Top artists, writers and musicians from around the world will meet with Pope Benedict XVI later this year as part of a Vatican celebration of art, a senior official announced on Thursday.
Unveiling the event at a press conference, the Holy See's 'culture minister' Gianfranco Ravasi said almost 500 people had been invited to attend the meeting at the Vatican on November 21.
The event is being organized to commemorate two key events: the ten-year anniversary of ''a letter to artists'' by the last pontiff, John Paul II, and a meeting between artists and Paul VI, which took place 45 years ago in the Sistine Chapel.
In his now-famous letter, John Paul set out why he thought art was so important, explaining that artists ''ensure the growth of the person and the community''.
''Creating works both worthwhile and beautiful not only enriches the cultural heritage of each nation and of all humanity, but also renders an exceptional service to the common good,'' the Polish pontiff wrote.
Commenting on the letter and his own view of art, Ravasi said that November's encounter was designed to forge closer ties between the Vatican and the art world.
''The concept that artwork should incarnate a transcendental vision of being has been abandoned,'' he said. ''Instead art devotes itself to self-referential explorations, sometimes designed to be provocative''.
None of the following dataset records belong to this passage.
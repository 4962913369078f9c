//! Envelope normalization for raw source payloads.
//!
//! The three read endpoints (products, inventory, stock) are served by
//! different backend handlers and wrap their collections inconsistently: a
//! bare array, `{"data": [...]}`, `{"items": [...]}`, sometimes a nested
//! `{"data": {"items": [...]}}`. This module is the single place that
//! shape-sniffing is allowed to happen.
//!
//! An unrecognized envelope normalizes to an **empty list**, never an error
//! — a partial backend outage degrades the one affected source instead of
//! crashing the order flow.

use serde::de::DeserializeOwned;
use serde_json::Value;

/// Envelope keys probed in order. First match wins (deterministic when a
/// payload carries more than one).
const ENVELOPE_KEYS: &[&str] = &["data", "items", "results", "records", "rows", "list"];

/// Maximum nesting of envelopes we will descend through.
const MAX_ENVELOPE_DEPTH: u8 = 2;

// ---------------------------------------------------------------------------
// Unwrap
// ---------------------------------------------------------------------------

/// Extract the collection carried by `body`, whatever the envelope shape.
///
/// `source` labels the collection in degradation warnings (`"products"`,
/// `"inventory"`, `"stock"`).
pub fn unwrap_collection(source: &'static str, body: &Value) -> Vec<Value> {
    unwrap_at_depth(source, body, 0)
}

fn unwrap_at_depth(source: &'static str, body: &Value, depth: u8) -> Vec<Value> {
    match body {
        Value::Array(items) => items.clone(),
        Value::Object(map) if depth < MAX_ENVELOPE_DEPTH => {
            for key in ENVELOPE_KEYS {
                if let Some(inner) = map.get(*key) {
                    return unwrap_at_depth(source, inner, depth + 1);
                }
            }
            tracing::warn!(source, "unrecognized source envelope; degrading to empty");
            Vec::new()
        }
        _ => {
            tracing::warn!(source, "source payload is not a collection; degrading to empty");
            Vec::new()
        }
    }
}

// ---------------------------------------------------------------------------
// Typed decode
// ---------------------------------------------------------------------------

/// Unwrap `body` and decode each element as `T`.
///
/// Elements that fail to deserialize are skipped with a warning rather than
/// failing the whole collection; one malformed record must not take down the
/// other forty-nine.
pub fn decode_collection<T: DeserializeOwned>(source: &'static str, body: &Value) -> Vec<T> {
    let raw = unwrap_collection(source, body);
    let mut out = Vec::with_capacity(raw.len());
    for (index, item) in raw.into_iter().enumerate() {
        match serde_json::from_value::<T>(item) {
            Ok(v) => out.push(v),
            Err(err) => {
                tracing::warn!(source, index, %err, "skipping undecodable record");
            }
        }
    }
    out
}

// ---------------------------------------------------------------------------
// Tests
// ---------------------------------------------------------------------------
Ravasi, who heads up the Pontifical Council of Culture, said it was important that artists engaged with transcendence in their work, as art was closely linked to spirituality. The meeting with the pope is designed to encourage dialogue ''in the hope of reviving a fertile alliance'' between religion and art, he added.
The meeting, which like the 1964 event will take place in the Sistine Chapel, will not just be attended by painters and sculptors but by artists operating in a variety of fields.
The invitees, who come from every continent, have been divided into five broad groupings: painters and sculptors; architects; writers and poets; musicians and singers; and film directors and actors.
A number of prominent Italian artists have already confirmed their attendance at the event, including filmmaker Giuseppe Tornatore of Cinema Paradiso fame and Academy Award-winning composer Ennio Morricone, whose music has appeared on films as diverse as A Fistful of Dollars and Kill Bill.
Italian sculptor Arnaldo Pomodoro and US director and set-designer Bob Wilson have also confirmed they will attend, although a complete list of all those coming will not be published for some weeks.
The day prior to the meeting with the pope, the guests have been invited to a private viewing at the Vatican's Collection of Contemporary and Modern Art.
The Sistine Chapel meeting will be accompanied by music and followed by speeches from Ravasi and the pope.
In the evening there will be reception in the new wing of the Vatican Museum.